Dataset entries:

BEGIN

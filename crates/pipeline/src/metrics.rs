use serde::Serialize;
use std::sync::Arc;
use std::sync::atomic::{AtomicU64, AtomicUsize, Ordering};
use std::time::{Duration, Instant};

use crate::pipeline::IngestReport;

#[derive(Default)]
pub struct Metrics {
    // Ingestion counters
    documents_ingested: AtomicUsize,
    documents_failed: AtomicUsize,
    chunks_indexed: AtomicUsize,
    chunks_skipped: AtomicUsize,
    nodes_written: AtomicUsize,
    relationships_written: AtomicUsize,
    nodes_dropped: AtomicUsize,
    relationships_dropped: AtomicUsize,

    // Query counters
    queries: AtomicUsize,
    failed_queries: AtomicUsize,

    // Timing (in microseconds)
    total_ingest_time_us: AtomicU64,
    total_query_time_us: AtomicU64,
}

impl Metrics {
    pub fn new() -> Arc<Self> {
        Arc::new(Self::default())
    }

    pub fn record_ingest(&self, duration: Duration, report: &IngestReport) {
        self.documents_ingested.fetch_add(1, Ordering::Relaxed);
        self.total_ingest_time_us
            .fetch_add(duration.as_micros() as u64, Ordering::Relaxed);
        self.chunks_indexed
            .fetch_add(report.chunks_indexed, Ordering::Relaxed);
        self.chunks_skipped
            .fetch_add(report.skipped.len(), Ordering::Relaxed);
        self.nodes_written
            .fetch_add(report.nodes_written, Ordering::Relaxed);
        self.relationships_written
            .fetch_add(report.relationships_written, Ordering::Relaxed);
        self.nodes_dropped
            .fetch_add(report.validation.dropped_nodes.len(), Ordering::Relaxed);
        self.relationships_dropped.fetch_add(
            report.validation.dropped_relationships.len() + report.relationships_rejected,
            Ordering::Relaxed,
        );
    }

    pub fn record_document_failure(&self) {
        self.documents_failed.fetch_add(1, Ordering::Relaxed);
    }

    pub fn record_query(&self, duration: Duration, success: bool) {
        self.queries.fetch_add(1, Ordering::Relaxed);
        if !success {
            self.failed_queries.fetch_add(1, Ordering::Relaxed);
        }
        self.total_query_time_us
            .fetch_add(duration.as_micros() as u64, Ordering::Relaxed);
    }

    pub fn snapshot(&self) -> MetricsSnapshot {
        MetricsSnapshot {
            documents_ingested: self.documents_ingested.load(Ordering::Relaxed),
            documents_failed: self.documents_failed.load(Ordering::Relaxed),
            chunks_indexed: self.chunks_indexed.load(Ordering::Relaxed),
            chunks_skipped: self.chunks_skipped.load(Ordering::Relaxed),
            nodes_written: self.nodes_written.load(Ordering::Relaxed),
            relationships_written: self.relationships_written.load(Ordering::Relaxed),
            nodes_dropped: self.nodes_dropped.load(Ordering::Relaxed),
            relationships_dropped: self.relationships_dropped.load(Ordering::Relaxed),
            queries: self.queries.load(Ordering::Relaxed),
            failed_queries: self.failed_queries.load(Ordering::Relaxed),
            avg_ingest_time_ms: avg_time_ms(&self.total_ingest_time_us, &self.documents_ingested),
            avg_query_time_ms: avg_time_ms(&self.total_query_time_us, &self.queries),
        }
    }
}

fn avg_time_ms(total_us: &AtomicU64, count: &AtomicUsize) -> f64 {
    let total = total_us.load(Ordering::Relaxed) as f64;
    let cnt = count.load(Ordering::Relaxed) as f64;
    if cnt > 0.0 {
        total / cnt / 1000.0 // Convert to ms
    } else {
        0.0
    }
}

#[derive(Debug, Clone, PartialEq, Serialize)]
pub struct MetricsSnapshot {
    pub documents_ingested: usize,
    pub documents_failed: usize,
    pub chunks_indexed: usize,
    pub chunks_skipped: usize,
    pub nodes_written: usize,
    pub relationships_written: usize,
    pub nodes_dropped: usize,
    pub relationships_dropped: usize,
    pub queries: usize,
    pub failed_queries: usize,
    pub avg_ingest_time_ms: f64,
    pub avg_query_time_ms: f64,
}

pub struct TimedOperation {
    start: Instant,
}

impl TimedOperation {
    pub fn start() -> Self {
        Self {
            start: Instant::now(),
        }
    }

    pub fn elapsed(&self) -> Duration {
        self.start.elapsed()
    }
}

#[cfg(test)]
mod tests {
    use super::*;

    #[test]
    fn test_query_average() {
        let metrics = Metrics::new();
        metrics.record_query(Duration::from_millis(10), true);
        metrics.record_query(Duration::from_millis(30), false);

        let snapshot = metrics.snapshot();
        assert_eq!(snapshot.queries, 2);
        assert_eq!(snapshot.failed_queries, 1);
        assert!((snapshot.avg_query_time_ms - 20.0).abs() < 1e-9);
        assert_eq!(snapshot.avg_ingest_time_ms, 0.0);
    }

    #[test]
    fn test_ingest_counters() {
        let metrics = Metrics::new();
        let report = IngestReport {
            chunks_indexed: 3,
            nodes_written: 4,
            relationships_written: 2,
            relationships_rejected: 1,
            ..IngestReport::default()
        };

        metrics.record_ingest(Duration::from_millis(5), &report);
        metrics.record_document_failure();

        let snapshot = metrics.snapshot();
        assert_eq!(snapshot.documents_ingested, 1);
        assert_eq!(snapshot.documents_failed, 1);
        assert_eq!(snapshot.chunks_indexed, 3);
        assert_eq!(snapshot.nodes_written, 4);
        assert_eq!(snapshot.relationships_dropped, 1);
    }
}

END
BEGIN

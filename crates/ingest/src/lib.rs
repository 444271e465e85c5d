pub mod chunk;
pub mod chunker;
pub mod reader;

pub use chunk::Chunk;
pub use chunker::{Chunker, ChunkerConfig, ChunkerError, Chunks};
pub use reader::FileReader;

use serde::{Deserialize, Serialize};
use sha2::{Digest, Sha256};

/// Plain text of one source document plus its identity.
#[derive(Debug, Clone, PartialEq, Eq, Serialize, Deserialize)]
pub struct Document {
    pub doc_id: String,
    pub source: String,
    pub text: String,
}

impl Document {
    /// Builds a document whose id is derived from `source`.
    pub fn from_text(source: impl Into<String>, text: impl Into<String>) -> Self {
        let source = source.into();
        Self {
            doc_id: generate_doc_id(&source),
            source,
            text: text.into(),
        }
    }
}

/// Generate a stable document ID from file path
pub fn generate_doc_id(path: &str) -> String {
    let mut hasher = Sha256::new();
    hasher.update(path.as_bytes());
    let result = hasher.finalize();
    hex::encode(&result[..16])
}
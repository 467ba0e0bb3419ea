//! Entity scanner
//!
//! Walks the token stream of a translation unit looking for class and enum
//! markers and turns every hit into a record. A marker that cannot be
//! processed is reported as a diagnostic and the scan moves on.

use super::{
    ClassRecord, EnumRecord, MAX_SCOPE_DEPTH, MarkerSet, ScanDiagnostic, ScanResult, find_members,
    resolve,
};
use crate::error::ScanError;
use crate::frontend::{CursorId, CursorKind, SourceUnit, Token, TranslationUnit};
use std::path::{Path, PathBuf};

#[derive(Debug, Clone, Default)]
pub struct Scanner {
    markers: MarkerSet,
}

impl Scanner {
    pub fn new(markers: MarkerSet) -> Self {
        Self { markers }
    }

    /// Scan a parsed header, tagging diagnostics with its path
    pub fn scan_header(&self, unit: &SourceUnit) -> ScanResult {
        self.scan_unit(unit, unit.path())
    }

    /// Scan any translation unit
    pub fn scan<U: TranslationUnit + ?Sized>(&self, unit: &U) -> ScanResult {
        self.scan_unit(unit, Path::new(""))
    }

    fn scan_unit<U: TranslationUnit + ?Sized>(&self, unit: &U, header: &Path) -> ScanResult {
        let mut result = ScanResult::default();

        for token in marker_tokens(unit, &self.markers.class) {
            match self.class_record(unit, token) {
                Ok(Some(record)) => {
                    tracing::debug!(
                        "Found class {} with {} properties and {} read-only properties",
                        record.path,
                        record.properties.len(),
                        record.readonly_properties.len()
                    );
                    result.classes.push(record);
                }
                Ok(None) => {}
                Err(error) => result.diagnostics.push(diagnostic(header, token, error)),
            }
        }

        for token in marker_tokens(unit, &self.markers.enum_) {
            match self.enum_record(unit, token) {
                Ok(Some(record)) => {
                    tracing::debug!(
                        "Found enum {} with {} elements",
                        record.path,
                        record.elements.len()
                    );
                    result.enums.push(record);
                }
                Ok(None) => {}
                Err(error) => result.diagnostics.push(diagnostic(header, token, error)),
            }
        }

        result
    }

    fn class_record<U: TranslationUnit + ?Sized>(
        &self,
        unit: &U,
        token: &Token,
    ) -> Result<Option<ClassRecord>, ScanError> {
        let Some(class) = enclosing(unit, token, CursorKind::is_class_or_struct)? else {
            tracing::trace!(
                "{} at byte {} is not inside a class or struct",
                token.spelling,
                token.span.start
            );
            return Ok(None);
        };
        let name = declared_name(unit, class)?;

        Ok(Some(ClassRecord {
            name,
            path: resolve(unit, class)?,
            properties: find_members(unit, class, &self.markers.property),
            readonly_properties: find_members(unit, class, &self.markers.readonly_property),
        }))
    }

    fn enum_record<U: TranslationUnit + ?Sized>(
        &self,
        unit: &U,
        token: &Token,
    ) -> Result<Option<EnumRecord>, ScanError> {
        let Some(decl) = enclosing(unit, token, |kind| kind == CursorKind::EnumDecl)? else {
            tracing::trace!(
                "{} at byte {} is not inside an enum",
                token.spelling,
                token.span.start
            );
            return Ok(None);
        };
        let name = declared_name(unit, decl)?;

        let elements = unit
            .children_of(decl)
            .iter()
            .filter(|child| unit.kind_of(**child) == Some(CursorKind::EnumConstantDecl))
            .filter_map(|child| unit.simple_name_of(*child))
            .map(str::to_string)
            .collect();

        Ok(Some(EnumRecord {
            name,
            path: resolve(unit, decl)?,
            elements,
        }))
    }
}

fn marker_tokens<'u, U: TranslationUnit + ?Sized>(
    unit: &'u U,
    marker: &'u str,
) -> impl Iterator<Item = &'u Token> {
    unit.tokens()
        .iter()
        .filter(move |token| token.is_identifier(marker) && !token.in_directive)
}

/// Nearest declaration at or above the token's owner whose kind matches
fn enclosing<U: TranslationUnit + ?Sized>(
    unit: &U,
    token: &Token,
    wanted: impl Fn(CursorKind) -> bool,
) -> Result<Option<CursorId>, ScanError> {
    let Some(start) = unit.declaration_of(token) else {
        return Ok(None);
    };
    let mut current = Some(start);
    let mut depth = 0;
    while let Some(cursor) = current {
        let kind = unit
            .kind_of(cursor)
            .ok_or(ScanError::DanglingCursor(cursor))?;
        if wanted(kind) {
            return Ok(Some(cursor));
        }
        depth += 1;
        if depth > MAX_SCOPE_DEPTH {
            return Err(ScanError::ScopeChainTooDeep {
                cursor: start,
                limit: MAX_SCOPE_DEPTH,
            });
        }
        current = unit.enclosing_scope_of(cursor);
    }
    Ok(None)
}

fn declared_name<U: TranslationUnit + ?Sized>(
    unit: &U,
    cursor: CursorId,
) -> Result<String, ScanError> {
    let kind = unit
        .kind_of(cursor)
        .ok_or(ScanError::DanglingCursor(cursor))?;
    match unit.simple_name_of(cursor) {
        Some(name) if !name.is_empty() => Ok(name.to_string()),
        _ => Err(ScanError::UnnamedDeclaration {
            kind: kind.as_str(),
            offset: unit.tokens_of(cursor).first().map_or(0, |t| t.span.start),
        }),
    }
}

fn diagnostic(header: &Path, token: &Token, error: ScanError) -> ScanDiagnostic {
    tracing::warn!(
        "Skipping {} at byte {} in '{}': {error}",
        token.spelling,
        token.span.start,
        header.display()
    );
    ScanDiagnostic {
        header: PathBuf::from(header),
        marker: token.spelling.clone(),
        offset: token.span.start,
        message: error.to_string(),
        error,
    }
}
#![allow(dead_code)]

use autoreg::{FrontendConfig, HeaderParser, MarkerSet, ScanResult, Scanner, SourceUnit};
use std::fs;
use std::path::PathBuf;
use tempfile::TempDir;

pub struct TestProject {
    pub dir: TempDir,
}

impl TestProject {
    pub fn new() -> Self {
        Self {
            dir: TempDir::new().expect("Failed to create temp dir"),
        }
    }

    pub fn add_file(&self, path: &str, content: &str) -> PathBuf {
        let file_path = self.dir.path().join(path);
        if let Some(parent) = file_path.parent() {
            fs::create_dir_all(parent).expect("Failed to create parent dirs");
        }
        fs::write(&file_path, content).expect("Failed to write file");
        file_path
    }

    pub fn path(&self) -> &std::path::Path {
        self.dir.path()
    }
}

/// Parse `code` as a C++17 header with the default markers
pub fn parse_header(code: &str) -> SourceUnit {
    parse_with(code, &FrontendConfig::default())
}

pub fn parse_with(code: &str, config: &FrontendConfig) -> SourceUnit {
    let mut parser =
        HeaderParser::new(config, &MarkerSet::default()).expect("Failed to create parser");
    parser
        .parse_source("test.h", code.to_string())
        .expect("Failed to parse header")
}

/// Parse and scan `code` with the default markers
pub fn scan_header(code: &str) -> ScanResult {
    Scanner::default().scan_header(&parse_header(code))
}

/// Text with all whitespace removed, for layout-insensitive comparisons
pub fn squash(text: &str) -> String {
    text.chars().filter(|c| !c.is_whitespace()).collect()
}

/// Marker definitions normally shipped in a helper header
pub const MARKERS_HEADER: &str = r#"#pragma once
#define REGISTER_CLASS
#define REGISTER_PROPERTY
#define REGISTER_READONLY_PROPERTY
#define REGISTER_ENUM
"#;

END

▸ What you are asked to do:
For this exercise, output exactly the lines above from the line with "filename crates/pipeline/src/metrics.rs" to the line with "pub fn snapshot(&self)", counting both, and leave out the rest.

▸ Response for this exercise:
filename crates/pipeline/src/metrics.rs
use serde::Serialize;
use std::sync::Arc;
use std::sync::atomic::{AtomicU64, AtomicUsize, Ordering};
use std::time::{Duration, Instant};

use crate::pipeline::IngestReport;

#[derive(Default)]
pub struct Metrics {
    // Ingestion counters
    documents_ingested: AtomicUsize,
    documents_failed: AtomicUsize,
    chunks_indexed: AtomicUsize,
    chunks_skipped: AtomicUsize,
    nodes_written: AtomicUsize,
    relationships_written: AtomicUsize,
    nodes_dropped: AtomicUsize,
    relationships_dropped: AtomicUsize,

    // Query counters
    queries: AtomicUsize,
    failed_queries: AtomicUsize,

    // Timing (in microseconds)
    total_ingest_time_us: AtomicU64,
    total_query_time_us: AtomicU64,
}

impl Metrics {
    pub fn new() -> Arc<Self> {
        Arc::new(Self::default())
    }

    pub fn record_ingest(&self, duration: Duration, report: &IngestReport) {
        self.documents_ingested.fetch_add(1, Ordering::Relaxed);
        self.total_ingest_time_us
            .fetch_add(duration.as_micros() as u64, Ordering::Relaxed);
        self.chunks_indexed
            .fetch_add(report.chunks_indexed, Ordering::Relaxed);
        self.chunks_skipped
            .fetch_add(report.skipped.len(), Ordering::Relaxed);
        self.nodes_written
            .fetch_add(report.nodes_written, Ordering::Relaxed);
        self.relationships_written
            .fetch_add(report.relationships_written, Ordering::Relaxed);
        self.nodes_dropped
            .fetch_add(report.validation.dropped_nodes.len(), Ordering::Relaxed);
        self.relationships_dropped.fetch_add(
            report.validation.dropped_relationships.len() + report.relationships_rejected,
            Ordering::Relaxed,
        );
    }

    pub fn record_document_failure(&self) {
        self.documents_failed.fetch_add(1, Ordering::Relaxed);
    }

    pub fn record_query(&self, duration: Duration, success: bool) {
        self.queries.fetch_add(1, Ordering::Relaxed);
        if !success {
            self.failed_queries.fetch_add(1, Ordering::Relaxed);
        }
        self.total_query_time_us
            .fetch_add(duration.as_micros() as u64, Ordering::Relaxed);
    }

    pub fn snapshot(&self) -> MetricsSnapshot {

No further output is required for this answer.